**MATERIAL PROVIDED:**

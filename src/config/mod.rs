//! Configuration: `config.toml` schema, defaults and environment overrides.
//!
//! Every section has full defaults, so an empty (or missing) file yields a
//! working configuration. Secrets only ever come from the environment.

mod schema;

pub use schema::{format_duration, parse_duration};

use std::fmt;
use std::path::{Path, PathBuf};
use std::time::Duration;

use serde::{Deserialize, Serialize};
use tracing::debug;

use crate::error::ConfigError;
use schema::duration_str;

/// Server-held provider secret.
pub const ENV_API_KEY: &str = "AVATAR_API_KEY";
/// Provider base URL.
pub const ENV_BASE_URL: &str = "AVATAR_BASE_API_URL";
/// Token endpoint used by the session engine.
pub const ENV_TOKEN_ENDPOINT: &str = "AVATAR_TOKEN_ENDPOINT";

#[derive(Debug, Clone, Default, Serialize, Deserialize)]
#[serde(default)]
pub struct Config {
    pub server: ServerConfig,
    pub client: ClientConfig,
    pub session: SessionConfig,
    pub recovery: RecoveryPolicy,
    pub gate: GateConfig,
}

// ── Server ───────────────────────────────────────────────────────

#[derive(Clone, Serialize, Deserialize)]
#[serde(default)]
pub struct ServerConfig {
    pub bind: String,
    /// Provider API base URL (e.g. `https://api.heygen.com`).
    pub base_url: String,
    /// Never written back to disk; set through `AVATAR_API_KEY`.
    #[serde(skip_serializing)]
    pub api_key: Option<String>,
    #[serde(with = "duration_str")]
    pub upstream_timeout: Duration,
}

impl Default for ServerConfig {
    fn default() -> Self {
        Self {
            bind: "127.0.0.1:3000".to_string(),
            base_url: "https://api.heygen.com".to_string(),
            api_key: None,
            upstream_timeout: Duration::from_secs(10),
        }
    }
}

impl fmt::Debug for ServerConfig {
    fn fmt(&self, f: &mut fmt::Formatter<'_>) -> fmt::Result {
        f.debug_struct("ServerConfig")
            .field("bind", &self.bind)
            .field("base_url", &self.base_url)
            .field("api_key", &self.api_key.as_ref().map(|_| "[REDACTED]"))
            .field("upstream_timeout", &self.upstream_timeout)
            .finish()
    }
}

// ── Client (credential fetch) ────────────────────────────────────

#[derive(Debug, Clone, Serialize, Deserialize)]
#[serde(default)]
pub struct ClientConfig {
    pub token_endpoint: String,
    pub fetch: FetchPolicy,
}

impl Default for ClientConfig {
    fn default() -> Self {
        Self {
            token_endpoint: "http://127.0.0.1:3000/api/get-access-token".to_string(),
            fetch: FetchPolicy::default(),
        }
    }
}

/// Retry policy for credential fetches.
#[derive(Debug, Clone, Copy, PartialEq, Serialize, Deserialize)]
#[serde(default)]
pub struct FetchPolicy {
    pub attempts: u32,
    /// Delay before retry `n` is `base_delay * n`.
    #[serde(with = "duration_str")]
    pub base_delay: Duration,
    #[serde(with = "duration_str")]
    pub timeout: Duration,
}

impl Default for FetchPolicy {
    fn default() -> Self {
        Self {
            attempts: 3,
            base_delay: Duration::from_millis(1000),
            timeout: Duration::from_secs(10),
        }
    }
}

// ── Session ──────────────────────────────────────────────────────

#[derive(Debug, Clone, Copy, Default, PartialEq, Eq, Serialize, Deserialize)]
#[serde(rename_all = "lowercase")]
pub enum AvatarQuality {
    Low,
    Medium,
    #[default]
    High,
}

impl AvatarQuality {
    /// One tier lower, saturating at `Low`.
    pub fn downgrade(self) -> Self {
        match self {
            AvatarQuality::High => AvatarQuality::Medium,
            AvatarQuality::Medium | AvatarQuality::Low => AvatarQuality::Low,
        }
    }
}

#[derive(Debug, Clone, Copy, PartialEq, Eq, Serialize, Deserialize)]
#[serde(rename_all = "snake_case")]
pub enum VoiceEmotion {
    Excited,
    Serious,
    Friendly,
    Soothing,
    Broadcaster,
}

#[derive(Debug, Clone, Copy, Default, PartialEq, Eq, Serialize, Deserialize)]
#[serde(rename_all = "lowercase")]
pub enum SttProviderKind {
    #[default]
    Deepgram,
    Gladia,
}

#[derive(Debug, Clone, Copy, Default, PartialEq, Eq, Serialize, Deserialize)]
#[serde(rename_all = "lowercase")]
pub enum Transport {
    #[default]
    Websocket,
    Livekit,
}

/// ICE transport policy for the media connection.
#[derive(Debug, Clone, Copy, Default, PartialEq, Eq, Serialize, Deserialize)]
#[serde(rename_all = "lowercase")]
pub enum RelayPolicy {
    #[default]
    All,
    Relay,
}

/// How the avatar treats a speech task.
#[derive(Debug, Clone, Copy, Default, PartialEq, Eq, Serialize, Deserialize)]
#[serde(rename_all = "lowercase")]
pub enum TaskType {
    /// Generate a reply to the text.
    #[default]
    Talk,
    /// Say the text verbatim.
    Repeat,
}

#[derive(Debug, Clone, PartialEq, Serialize, Deserialize)]
#[serde(default)]
pub struct VoiceSettings {
    pub voice_id: Option<String>,
    pub rate: f32,
    pub emotion: Option<VoiceEmotion>,
}

impl Default for VoiceSettings {
    fn default() -> Self {
        Self {
            voice_id: None,
            rate: 1.0,
            emotion: None,
        }
    }
}

#[derive(Debug, Clone, PartialEq, Serialize, Deserialize)]
#[serde(default)]
pub struct SttSettings {
    pub provider: SttProviderKind,
    /// Minimum recognition confidence (0.0 - 1.0).
    pub confidence: f32,
}

impl Default for SttSettings {
    fn default() -> Self {
        Self {
            provider: SttProviderKind::Deepgram,
            confidence: 0.55,
        }
    }
}

/// Per-session parameters handed to the SDK at start time.
///
/// The controller snapshots this before every (re)start; the snapshot is
/// never mutated while the session runs.
#[derive(Debug, Clone, PartialEq, Serialize, Deserialize)]
#[serde(default)]
pub struct SessionConfig {
    pub avatar_name: String,
    pub quality: AvatarQuality,
    pub voice: VoiceSettings,
    pub language: String,
    pub stt: SttSettings,
    #[serde(with = "duration_str")]
    pub idle_timeout: Duration,
    pub transport: Transport,
    pub relay: RelayPolicy,
}

impl Default for SessionConfig {
    fn default() -> Self {
        Self {
            avatar_name: "default".to_string(),
            quality: AvatarQuality::High,
            voice: VoiceSettings::default(),
            language: "en".to_string(),
            stt: SttSettings::default(),
            idle_timeout: Duration::from_secs(120),
            transport: Transport::Websocket,
            relay: RelayPolicy::All,
        }
    }
}

// ── Recovery ─────────────────────────────────────────────────────

/// Recovery tier requested when the stream disconnects.
#[derive(Debug, Clone, Copy, Default, PartialEq, Eq, Serialize, Deserialize)]
#[serde(rename_all = "lowercase")]
pub enum DisconnectAction {
    #[default]
    Soft,
    Hard,
}

/// Thresholds, intervals and backoff shared by the health monitor and the
/// recovery manager.
#[derive(Debug, Clone, Copy, PartialEq, Serialize, Deserialize)]
#[serde(default)]
pub struct RecoveryPolicy {
    pub disconnect_action: DisconnectAction,
    pub max_reconnect_attempts: u32,
    pub max_freeze_detections: u32,
    #[serde(with = "duration_str")]
    pub freeze_poll_interval: Duration,
    #[serde(with = "duration_str")]
    pub keep_alive_interval: Duration,
    /// Pause between releasing a session and re-initializing it.
    #[serde(with = "duration_str")]
    pub settle_delay: Duration,
    #[serde(with = "duration_str")]
    pub backoff_base: Duration,
    #[serde(with = "duration_str")]
    pub backoff_cap: Duration,
    #[serde(with = "duration_str")]
    pub ready_timeout: Duration,
    /// Lower the quality tier for the next reset after a poor-connection event.
    pub adapt_quality: bool,
}

impl Default for RecoveryPolicy {
    fn default() -> Self {
        Self {
            disconnect_action: DisconnectAction::Soft,
            max_reconnect_attempts: 3,
            max_freeze_detections: 2,
            freeze_poll_interval: Duration::from_secs(5),
            keep_alive_interval: Duration::from_secs(60),
            settle_delay: Duration::from_millis(1000),
            backoff_base: Duration::from_secs(2),
            backoff_cap: Duration::from_secs(20),
            ready_timeout: Duration::from_secs(30),
            adapt_quality: true,
        }
    }
}

// ── Utterance gate ───────────────────────────────────────────────

#[derive(Debug, Clone, PartialEq, Serialize, Deserialize)]
#[serde(default)]
pub struct GateConfig {
    pub enabled: bool,
    pub trigger_words: Vec<String>,
    /// Task type used when forwarding a triggered utterance.
    pub task_type: TaskType,
    /// Send an empty speech task for suppressed turns.
    pub placeholder: bool,
    /// Interrupt the avatar for suppressed turns.
    pub interrupt_on_suppress: bool,
}

impl Default for GateConfig {
    fn default() -> Self {
        Self {
            enabled: true,
            trigger_words: vec!["лобстер".to_string(), "lobster".to_string()],
            task_type: TaskType::Talk,
            placeholder: true,
            interrupt_on_suppress: false,
        }
    }
}

// ── Loading ──────────────────────────────────────────────────────

impl Config {
    /// Default location: `<platform config dir>/avatar-relay/config.toml`.
    pub fn default_path() -> Option<PathBuf> {
        directories::ProjectDirs::from("", "", "avatar-relay")
            .map(|dirs| dirs.config_dir().join("config.toml"))
    }

    /// Load from `path` (which must exist) or from the default path when
    /// present, then apply environment overrides and validate.
    pub fn load(path: Option<&Path>) -> Result<Self, ConfigError> {
        let mut config = match path {
            Some(p) => Self::from_file(p)?,
            None => match Self::default_path() {
                Some(p) if p.exists() => Self::from_file(&p)?,
                _ => {
                    debug!("No config file found, using defaults");
                    Self::default()
                }
            },
        };
        config.apply_env(|key| std::env::var(key).ok());
        config.validate()?;
        Ok(config)
    }

    pub fn from_file(path: &Path) -> Result<Self, ConfigError> {
        let raw = std::fs::read_to_string(path).map_err(|source| ConfigError::Read {
            path: path.display().to_string(),
            source,
        })?;
        let config = toml::from_str(&raw).map_err(|source| ConfigError::Parse {
            path: path.display().to_string(),
            source,
        })?;
        debug!(path = %path.display(), "Loaded config file");
        Ok(config)
    }

    /// Apply environment overrides using `lookup` to read variables.
    pub fn apply_env(&mut self, lookup: impl Fn(&str) -> Option<String>) {
        if let Some(key) = lookup(ENV_API_KEY).filter(|k| !k.is_empty()) {
            self.server.api_key = Some(key);
        }
        if let Some(url) = lookup(ENV_BASE_URL).filter(|u| !u.is_empty()) {
            self.server.base_url = url;
        }
        if let Some(endpoint) = lookup(ENV_TOKEN_ENDPOINT).filter(|e| !e.is_empty()) {
            self.client.token_endpoint = endpoint;
        }
    }

    pub fn validate(&self) -> Result<(), ConfigError> {
        url::Url::parse(&self.server.base_url).map_err(|e| {
            ConfigError::Invalid(format!("server.base_url {:?}: {}", self.server.base_url, e))
        })?;
        url::Url::parse(&self.client.token_endpoint).map_err(|e| {
            ConfigError::Invalid(format!(
                "client.token_endpoint {:?}: {}",
                self.client.token_endpoint, e
            ))
        })?;

        if self.client.fetch.attempts == 0 {
            return Err(ConfigError::Invalid(
                "client.fetch.attempts must be at least 1".into(),
            ));
        }

        let recovery = &self.recovery;
        if recovery.max_freeze_detections == 0 {
            return Err(ConfigError::Invalid(
                "recovery.max_freeze_detections must be at least 1".into(),
            ));
        }
        if recovery.freeze_poll_interval.is_zero() || recovery.keep_alive_interval.is_zero() {
            return Err(ConfigError::Invalid(
                "recovery poll and keep-alive intervals must be non-zero".into(),
            ));
        }
        if recovery.keep_alive_interval >= self.session.idle_timeout {
            return Err(ConfigError::Invalid(format!(
                "recovery.keep_alive_interval ({}) must be below session.idle_timeout ({})",
                format_duration(recovery.keep_alive_interval),
                format_duration(self.session.idle_timeout)
            )));
        }
        if recovery.backoff_base > recovery.backoff_cap {
            return Err(ConfigError::Invalid(
                "recovery.backoff_base must not exceed recovery.backoff_cap".into(),
            ));
        }

        if !(0.0..=1.0).contains(&self.session.stt.confidence) {
            return Err(ConfigError::Invalid(format!(
                "session.stt.confidence must be within 0.0..=1.0, got {}",
                self.session.stt.confidence
            )));
        }

        if self.gate.enabled && self.gate.trigger_words.iter().all(|w| w.trim().is_empty()) {
            return Err(ConfigError::Invalid(
                "gate.trigger_words must contain at least one word when the gate is enabled"
                    .into(),
            ));
        }

        Ok(())
    }
}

**ACTIVITY:**
From the records above, return each line where "FetchPolicy" occurs.

**RESPONSE BELOW:**
    pub fetch: FetchPolicy,
            fetch: FetchPolicy::default(),
pub struct FetchPolicy {
impl Default for FetchPolicy {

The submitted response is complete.